Autre constat principal de Stiegler : le capitalisme financiarisé manipule les esprits par diverses techniques de conditionnement et de management. C’est certainement exact, mais que peut-on réellement en conclure ? D'abord, tous les pouvoirs connus manipulent de cette manière leurs sujets et la manipulation publicitaire semble nettement plus inoffensive que les manipulations totalitaires ou autoritaires de jadis. Au-delà, il apparaît que la manipulation est le mode normal des relations humaines en général, des relations économiques ou commerciales en particulier. Certains anthropologues ont même fait l’hypothèse d’une « intelligence machiavélique » comme traits distinctif de la cognition des primates sociaux, de l’homme en particulier, c’est-à-dire d’une intelligence orientée vers le détournement des désirs et volontés d’autrui. Pour critiquer la manipulation, on présuppose souvent qu'il existerait un mode non-manipulatoire d'être-ensemble, un mode parfait où toute l'information disponible serait transparente à tous, où chacun aurait l'égale capacité d'analyser cette information pour en déduire le comportement conforme à ses désirs ou à ses intérêts. J'en doute. Le cerveau paraît programmé pour croire plutôt que critiquer et, toutes choses égales par ailleurs, il paraît moins dangereux qu'il croie dans les vertus d'une lessive plutôt que dans les commandements d'un dieu. Ce qui précède ne signifie pas que j'approuve en soi la manipulation publicitaire, mais qu'à tout prendre, elle semble assez bénigne. Il est fort utile de la décrire et de l'analyser, comme tout phénomène social, mais assez vain d'espérer sa disparition prochaine ou d'y voir un péril majeur de notre temps.

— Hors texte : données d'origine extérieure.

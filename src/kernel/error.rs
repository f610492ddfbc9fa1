use std::fmt;

use super::Pid;

#[derive(Debug, Clone, PartialEq, Eq)]
#[non_exhaustive]
pub enum KernelError {
    OutOfMemory { needed: usize, available: usize },
    InvalidPid(Pid),
    NotFound(Pid),
    EmptyProgram,
    VariableNotFound { pid: Pid, name: String },
    VariableSlotsFull { pid: Pid, name: String },
    InvalidInstruction(String),
    QueueFull { pid: Pid, capacity: usize },
    NoPendingInput,
    InvalidQuantum(usize),
    UnknownPolicy(String),
    UnknownResource(String),
}

impl fmt::Display for KernelError {
    fn fmt(&self, f: &mut fmt::Formatter<'_>) -> fmt::Result {
        match self {
            Self::OutOfMemory { needed, available } => {
                write!(f, "not enough memory: needed {needed}, available {available}")
            }
            Self::InvalidPid(pid) => write!(f, "invalid or duplicate pid {pid}"),
            Self::NotFound(pid) => write!(f, "no live process with pid {pid}"),
            Self::EmptyProgram => write!(f, "program has no instructions"),
            Self::VariableNotFound { pid, name } => {
                write!(f, "PID {pid}: variable {name} not found")
            }
            Self::VariableSlotsFull { pid, name } => {
                write!(f, "PID {pid}: no empty variable slot for {name}")
            }
            Self::InvalidInstruction(line) => write!(f, "invalid instruction: {line}"),
            Self::QueueFull { pid, capacity } => {
                write!(f, "queue is full ({capacity}), cannot enqueue PID {pid}")
            }
            Self::NoPendingInput => write!(f, "no process is waiting for input"),
            Self::InvalidQuantum(quantum) => write!(f, "invalid quantum {quantum}"),
            Self::UnknownPolicy(name) => write!(f, "unknown scheduling policy: {name}"),
            Self::UnknownResource(name) => write!(f, "unknown resource: {name}"),
        }
    }
}

impl std::error::Error for KernelError {}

Ce qui précède mène évidemment à douter des effets réels d’une politique publique nationale ou européenne en matière de technologie de l’esprit. Il faut dire que les contours de cette politique sont particulièrement flous chez Stiegler. S’agit-il seulement d’augmenter les budgets alloués par l’Union européenne au programme-cadre de recherche et développement technologique (PCRDT) ? On ne pourrait évidemment que s’en féliciter, la coûteuse politique agricole commune ne semblant pas vraiment l’enjeu décisif du siècle à venir. Et à côté de l’incitation publique, il y a certainement d’autres moyens de booster une recherche européenne faisant souvent pâle figure à côté de ses compétiteurs américains et asiatiques. On imagine cependant que « l’écologie industrielle de l’esprit » demande plus que des investissements budgétaires dans la recherche, mais on ne sait pas au juste comme un État, fut-il fédéral et européen, peut élever l’esprit de ses citoyens, ni décréter quels sont les désirs « recevables ». Par l’éducation ? Pourquoi pas à nouveau, mais les meilleurs systèmes éducatifs n’ont jamais empêché une bonne partie de ceux qui en sortaient de se noyer dans les délices de la consommation ou de se vider les neurones devant les spectacles conçus pour cela. Bref, on aimerait en savoir plus sur le contenu d’un programme aux annonces ambitieuses mais à la faisabilité assez problématique au premier abord.

Au-delà de l’effet de séduction d’une lutte affichée contre le conformisme et l’abrutissement, je reste donc dans l’expectative sur la valeur du diagnostic et des remèdes proposés par Bernard Stiegler.

Références :
Stiegler B. (2008), Economie de l’hypermatériel et psychopouvoir, Paris, Mille et Une nuits.
Stiegler B. et Ars Industrialis (2006), Réenchanter le monde, la valeur esprit contre le populisme industriel, Paris, Flammarion.